1. Consonant 1 (/k/) closure duration: the interval between the offset of energy in the formants of the preceding vowel (/a/) and the release burst spike.
2. Voice Onset Time (VOT) of Consonant 1 (/k/): from the first release of bursts to the first visible glottal pulse of the following vowel (/a/). In case that the following vowel is devoiced, the VOT becomes the entire aspiration-filled interval between the two /k/ closures.
3. Vowel 1 (/i/ or /a/) duration: from the first glottal pulse to the closure of the following consonant.
4. Consonant 2 (/k/, /g/, /t/, /d/, /s/, or /z/) duration: from the offset of energy in the formants of Vowel 1 (/a/) to either the release burst of Vowel 2 (for /k/ and /t/.) or the onset of energy in the formant structure of Vowel 2 (for /s/, /z/, /d/, and, /k/ or /t/ without release burst evidence. See Figure 1 and Figure 2.) In case that a trace of nasalized /g/ is detected, the duration of the nasal constriction is also measured.
5. Voice Onset Time for Consonant 2 (/k/ and /t/): from the beginning of the first release burst on the initial stop to the first visible striation representing glottal pulsing. In case that very weak pulses called "edge vibration (Lisker and Abramson 1967)" are observed, they are ignored as inaudible signal.
6. Vowel 2 duration: from the first glottal pulse following the release of Consonant 2 to the closure for the /d/ of the carrier word desu.
Table 1 Measurement of duration


Figure 1 Measurement of kasa by a native speaker of Japanese


Figure 2 Waveform of Figure 1.

When more than two burst spikes were observed before the offset of the consonantal closure, the first one was used to measure the voice onset time as shown in Figure 3 below. The cursors in a display window were reset every time of pinpointing (Ohala and Lyberg 1976).

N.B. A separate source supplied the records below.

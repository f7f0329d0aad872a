use serde::Deserialize;

/// A caption track as listed by the player endpoint.
#[derive(Clone, Debug, PartialEq, Eq, Deserialize)]
#[serde(rename_all = "camelCase")]
pub struct CaptionTrack {
    pub base_url: String,
    pub language_code: String,
    /// `"asr"` marks auto-generated tracks; manual tracks usually omit it.
    #[serde(default)]
    pub kind: Option<String>,
}

impl CaptionTrack {
    pub fn is_auto_generated(&self) -> bool {
        self.kind.as_deref() == Some("asr")
    }

    fn is_english(&self) -> bool {
        self.language_code == "en"
    }

    fn is_english_variant(&self) -> bool {
        self.language_code.starts_with("en")
    }
}

type TrackPredicate = fn(&CaptionTrack) -> bool;

/// Highest priority first.
const TRACK_PRIORITY: [TrackPredicate; 5] = [
    |t: &CaptionTrack| t.is_english() && !t.is_auto_generated(),
    |t: &CaptionTrack| t.is_english() && t.is_auto_generated(),
    |t: &CaptionTrack| t.is_english_variant() && !t.is_auto_generated(),
    |t: &CaptionTrack| t.is_english_variant(),
    |t: &CaptionTrack| !t.is_auto_generated(),
];

/// Picks the track matching the highest-priority predicate, else the first track.
pub fn select_track(tracks: &[CaptionTrack]) -> Option<&CaptionTrack> {
    TRACK_PRIORITY
        .iter()
        .find_map(|predicate| tracks.iter().find(|t| predicate(t)))
        .or_else(|| tracks.first())
}

#[cfg(test)]
mod tests {
    use super::*;

    fn track(lang: &str, kind: &str) -> CaptionTrack {
        CaptionTrack {
            base_url: format!("https://example.test/{lang}/{kind}"),
            language_code: lang.to_string(),
            kind: Some(kind.to_string()),
        }
    }

    #[test]
    fn prefers_manual_english() {
        let tracks = vec![track("fr", "asr"), track("en", "asr"), track("en", "manual")];
        assert_eq!(select_track(&tracks), Some(&tracks[2]));
    }

    #[test]
    fn falls_through_the_priority_list() {
        let tracks = vec![track("fr", "asr"), track("en", "asr")];
        assert_eq!(select_track(&tracks), Some(&tracks[1]));

        let tracks = vec![track("en-US", "asr"), track("en-GB", "manual")];
        assert_eq!(select_track(&tracks), Some(&tracks[1]));

        let tracks = vec![track("de", "asr"), track("en-US", "asr")];
        assert_eq!(select_track(&tracks), Some(&tracks[1]));

        let tracks = vec![track("de", "asr"), track("ja", "manual")];
        assert_eq!(select_track(&tracks), Some(&tracks[1]));

        let tracks = vec![track("de", "asr"), track("ja", "asr")];
        assert_eq!(select_track(&tracks), Some(&tracks[0]));
    }

    #[test]
    fn missing_kind_counts_as_manual() {
        let tracks: Vec<CaptionTrack> = serde_json::from_str(
            r#"[{"baseUrl":"u1","languageCode":"en","kind":"asr"},{"baseUrl":"u2","languageCode":"en"}]"#,
        )
        .unwrap();

        assert_eq!(select_track(&tracks).map(|t| t.base_url.as_str()), Some("u2"));
    }

    #[test]
    fn no_tracks_no_selection() {
        assert_eq!(select_track(&[]), None);
    }
}
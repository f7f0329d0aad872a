use async_trait::async_trait;
use reqwest::StatusCode;
use tracing::debug;

use crate::{
    error::ProviderError,
    provider::ProviderKind,
    providers::{SummaryProvider, error_message, non_empty_content},
    settings::Settings,
};

/// A locally hosted Ollama server, `POST {base_url}/api/generate`.
pub struct LocalProvider {
    http: reqwest::Client,
}

impl LocalProvider {
    pub fn new(http: reqwest::Client) -> Self {
        Self { http }
    }
}

#[async_trait]
impl SummaryProvider for LocalProvider {
    fn kind(&self) -> ProviderKind {
        ProviderKind::Local
    }

    async fn generate(&self, settings: &Settings, prompt: &str) -> Result<String, ProviderError> {
        let resolved = settings.resolve(ProviderKind::Local)?;
        let url = format!("{}/api/generate", resolved.credential);
        debug!(%url, model = %resolved.model, "sending local generate request");

        let response = self
            .http
            .post(&url)
            .json(&serde_json::json!({
                "model": resolved.model,
                "prompt": prompt,
                "stream": false,
            }))
            .send()
            .await?;

        match response.status() {
            StatusCode::FORBIDDEN => return Err(ProviderError::LocalCors),
            StatusCode::NOT_FOUND => {
                return Err(ProviderError::LocalModelMissing {
                    model: resolved.model,
                });
            }
            status if !status.is_success() => {
                let body = response.text().await.unwrap_or_default();
                return Err(ProviderError::Status {
                    status: status.as_u16(),
                    message: error_message(&body),
                });
            }
            _ => {}
        }

        let payload = response
            .json::<serde_json::Value>()
            .await
            .map_err(|e| ProviderError::InvalidResponse {
                reason: e.to_string(),
            })?;

        non_empty_content(payload["response"].as_str(), &payload)
    }
}
pub mod captions;
pub mod client;
pub mod tracks;

pub use client::YoutubeClient;
pub use tracks::{CaptionTrack, select_track};
//! Caption payload parsing: the `json3` segment list and the timed-text XML markup.

use std::sync::LazyLock;

use regex::Regex;
use serde::Deserialize;

static TEXT_NODE_RE: LazyLock<Regex> =
    LazyLock::new(|| Regex::new(r"(?s)<text[^>]*>(.*?)</text>").expect("valid text node regex"));

#[derive(Deserialize)]
struct Json3 {
    #[serde(default)]
    events: Vec<Json3Event>,
}

#[derive(Deserialize)]
struct Json3Event {
    #[serde(default)]
    segs: Vec<Json3Segment>,
}

#[derive(Deserialize)]
struct Json3Segment {
    #[serde(default)]
    utf8: String,
}

/// Plain text from a `fmt=json3` payload; `None` if it is malformed or holds no text.
pub fn parse_json3(body: &str) -> Option<String> {
    let payload: Json3 = serde_json::from_str(body).ok()?;

    let pieces = payload.events.iter().map(|event| {
        event
            .segs
            .iter()
            .map(|seg| seg.utf8.as_str())
            .collect::<String>()
    });

    join_pieces(pieces)
}

/// Plain text from timed-text XML (`<text start=".." dur="..">...</text>` nodes).
pub fn parse_timedtext_xml(body: &str) -> Option<String> {
    let pieces = TEXT_NODE_RE
        .captures_iter(body)
        .map(|caps| unescape_xml(&caps[1]));

    join_pieces(pieces)
}

fn join_pieces(pieces: impl Iterator<Item = String>) -> Option<String> {
    let text = pieces
        .map(|piece| collapse_whitespace(&piece))
        .filter(|piece| !piece.is_empty())
        .collect::<Vec<_>>()
        .join(" ");

    (!text.is_empty()).then_some(text)
}

pub fn collapse_whitespace(text: &str) -> String {
    text.split_whitespace().collect::<Vec<_>>().join(" ")
}

/// Unescapes the five standard XML entities. `&amp;` goes last so `&amp;lt;` stays `&lt;`.
pub fn unescape_xml(text: &str) -> String {
    text.replace("&lt;", "<")
        .replace("&gt;", ">")
        .replace("&quot;", "\"")
        .replace("&#39;", "'")
        .replace("&amp;", "&")
}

The independent variable 'GROUPS' was at three levels (native speakers, elementary learners, and advanced learners), while 'VOICED' was at two levels (+/-voiced) when repeated measure ANOVA was executed. The VOTs are included in V1 or V2 when data is statistically tested because they are considered to vary consistently across the place of articulation of the stop sound (Port and Rutunno 1979).
Figure 3 An example of two burst spikes

2.6. Results
Mean duration and the standard deviations are shown in Table 2. Each column is means pooled across the subjects. The results are plotted in Figure 4, Figure 5 and Figure 6. The most eminent feature is that the native speakers' overall word duration is similar despite its segmental varieties. The total word duration of kaga is slightly longer than the rest of test words. However, almost all of the native speakers keep their duration consistent in spite of the variety of segmental duration. It means that if the number of mora is the same, the duration of the word looks almost the same because of its mora-timing. On the other hand, word duration by elementary learners looks much more deviated than that of native speakers. Total word duration of the elementary learners becomes longer when the test words include voiced C2. It implies that isochronal mora timing is not realized correctly when elementary learners speak Japanese words. Advanced learners fall between native speakers and elementary learners when it comes to total word duration.

Repeated measure ANOVA reveals that voiced C2 duration by native speakers is shorter than voiceless C2 (F(1,22)=11.42 p<0.005), but that voiced C2 duration by elementary learners is not shorter than their voiceless counterparts (F(1,22)=0.15 n.s.). Advanced learners fall between native speakers and elementary learners (F(1,22)=3.29 p=0.083). This result enables the null hypothesis (1) to be rejected. While native speakers' voicing of C2 makes itself shorter than voiceless C2, the voicing of C2 makes the preceding V1 longer (F(1,22)=17.26 p<0.001). The same is true for advanced learners (F(1,22)=11.09 p<0.005), but this compensatory effect is not seen in elementary learners' utterance (F(1,22)=0.13 n.s.). Then the null hypothesis (2) needs to be rejected too.

The subject groups have a significant main effect on all total word duration (F(2,69)=141.57 p<0.001) across all test words probably because elementary learners take nearly twice as long to utter the test words than native speakers. The total word duration of each group is, however, not affected by the distinction of [+/-voiced] features (native speakers: F(1,22)=0.09 n.s., advanced learners: F(1,22)=1.07 n.s.). It implies that the total duration of Japanese words could be used, too, as a scale of learners' achievement in second language phonology. Table 2 Mean segmental duration (S.D.) in ms.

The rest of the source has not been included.